- **WHAT YOU SHOULD DO**: Copy out every record exactly.

BEGIN

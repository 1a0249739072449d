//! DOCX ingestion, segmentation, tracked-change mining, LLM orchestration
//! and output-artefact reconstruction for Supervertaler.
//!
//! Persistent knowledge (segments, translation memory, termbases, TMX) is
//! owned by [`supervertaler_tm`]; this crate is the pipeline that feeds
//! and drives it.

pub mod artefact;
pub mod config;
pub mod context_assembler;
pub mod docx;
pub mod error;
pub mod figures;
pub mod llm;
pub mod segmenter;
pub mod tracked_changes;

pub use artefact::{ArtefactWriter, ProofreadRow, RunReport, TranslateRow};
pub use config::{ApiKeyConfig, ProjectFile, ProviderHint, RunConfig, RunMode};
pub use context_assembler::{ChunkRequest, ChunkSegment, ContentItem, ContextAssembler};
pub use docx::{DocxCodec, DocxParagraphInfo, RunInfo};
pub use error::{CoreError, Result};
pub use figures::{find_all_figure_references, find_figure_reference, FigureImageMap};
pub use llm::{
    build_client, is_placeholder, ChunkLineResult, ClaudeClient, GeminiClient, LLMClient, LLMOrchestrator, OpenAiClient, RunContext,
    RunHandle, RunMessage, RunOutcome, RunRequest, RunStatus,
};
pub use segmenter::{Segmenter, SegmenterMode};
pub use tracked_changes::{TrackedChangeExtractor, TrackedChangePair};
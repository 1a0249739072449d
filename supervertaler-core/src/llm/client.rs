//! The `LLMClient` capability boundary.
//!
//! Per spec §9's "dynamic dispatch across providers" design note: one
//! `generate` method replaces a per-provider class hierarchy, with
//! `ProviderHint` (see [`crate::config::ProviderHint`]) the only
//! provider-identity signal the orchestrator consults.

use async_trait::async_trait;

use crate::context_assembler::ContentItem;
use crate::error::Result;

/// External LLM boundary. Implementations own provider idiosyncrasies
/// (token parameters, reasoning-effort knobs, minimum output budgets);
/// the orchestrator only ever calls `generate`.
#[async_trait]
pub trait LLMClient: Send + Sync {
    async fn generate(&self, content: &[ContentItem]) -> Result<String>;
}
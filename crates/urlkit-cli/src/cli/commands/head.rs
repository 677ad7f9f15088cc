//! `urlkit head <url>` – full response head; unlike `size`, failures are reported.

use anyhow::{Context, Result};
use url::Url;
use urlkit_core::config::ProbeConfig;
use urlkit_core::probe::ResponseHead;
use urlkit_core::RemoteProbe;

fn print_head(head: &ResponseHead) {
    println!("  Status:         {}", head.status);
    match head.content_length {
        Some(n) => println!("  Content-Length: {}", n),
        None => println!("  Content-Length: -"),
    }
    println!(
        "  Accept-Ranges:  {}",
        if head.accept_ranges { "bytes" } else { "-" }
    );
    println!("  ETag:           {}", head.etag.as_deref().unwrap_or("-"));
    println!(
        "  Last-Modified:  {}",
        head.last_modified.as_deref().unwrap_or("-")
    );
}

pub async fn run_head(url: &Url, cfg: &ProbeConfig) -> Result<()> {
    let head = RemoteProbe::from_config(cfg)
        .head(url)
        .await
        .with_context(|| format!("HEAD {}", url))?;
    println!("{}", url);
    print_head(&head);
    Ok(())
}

END

- **WRITTEN SOLUTION**:
repository 1a0249739072449d
//! DOCX ingestion, segmentation, tracked-change mining, LLM orchestration
//! and output-artefact reconstruction for Supervertaler.
//!
//! Persistent knowledge (segments, translation memory, termbases, TMX) is
//! owned by [`supervertaler_tm`]; this crate is the pipeline that feeds
//! and drives it.

pub mod artefact;
pub mod config;
pub mod context_assembler;
pub mod docx;
pub mod error;
pub mod figures;
pub mod llm;
pub mod segmenter;
pub mod tracked_changes;

pub use artefact::{ArtefactWriter, ProofreadRow, RunReport, TranslateRow};
pub use config::{ApiKeyConfig, ProjectFile, ProviderHint, RunConfig, RunMode};
pub use context_assembler::{ChunkRequest, ChunkSegment, ContentItem, ContextAssembler};
pub use docx::{DocxCodec, DocxParagraphInfo, RunInfo};
pub use error::{CoreError, Result};
pub use figures::{find_all_figure_references, find_figure_reference, FigureImageMap};
pub use llm::{
    build_client, is_placeholder, ChunkLineResult, ClaudeClient, GeminiClient, LLMClient, LLMOrchestrator, OpenAiClient, RunContext,
    RunHandle, RunMessage, RunOutcome, RunRequest, RunStatus,
};
pub use segmenter::{Segmenter, SegmenterMode};
pub use tracked_changes::{TrackedChangeExtractor, TrackedChangePair};
repository 1a0249739072449d
filename supervertaler-core/src/llm/client.rs
//! The `LLMClient` capability boundary.
//!
//! Per spec §9's "dynamic dispatch across providers" design note: one
//! `generate` method replaces a per-provider class hierarchy, with
//! `ProviderHint` (see [`crate::config::ProviderHint`]) the only
//! provider-identity signal the orchestrator consults.

use async_trait::async_trait;

use crate::context_assembler::ContentItem;
use crate::error::Result;

/// External LLM boundary. Implementations own provider idiosyncrasies
/// (token parameters, reasoning-effort knobs, minimum output budgets);
/// the orchestrator only ever calls `generate`.
#[async_trait]
pub trait LLMClient: Send + Sync {
    async fn generate(&self, content: &[ContentItem]) -> Result<String>;
}
filename crates/urlkit-cli/src/cli/commands/head.rs
repository 677ad7f9f15088cc
//! `urlkit head <url>` – full response head; unlike `size`, failures are reported.

use anyhow::{Context, Result};
use url::Url;
use urlkit_core::config::ProbeConfig;
use urlkit_core::probe::ResponseHead;
use urlkit_core::RemoteProbe;

fn print_head(head: &ResponseHead) {
    println!("  Status:         {}", head.status);
    match head.content_length {
        Some(n) => println!("  Content-Length: {}", n),
        None => println!("  Content-Length: -"),
    }
    println!(
        "  Accept-Ranges:  {}",
        if head.accept_ranges { "bytes" } else { "-" }
    );
    println!("  ETag:           {}", head.etag.as_deref().unwrap_or("-"));
    println!(
        "  Last-Modified:  {}",
        head.last_modified.as_deref().unwrap_or("-")
    );
}

pub async fn run_head(url: &Url, cfg: &ProbeConfig) -> Result<()> {
    let head = RemoteProbe::from_config(cfg)
        .head(url)
        .await
        .with_context(|| format!("HEAD {}", url))?;
    println!("{}", url);
    print_head(&head);
    Ok(())
}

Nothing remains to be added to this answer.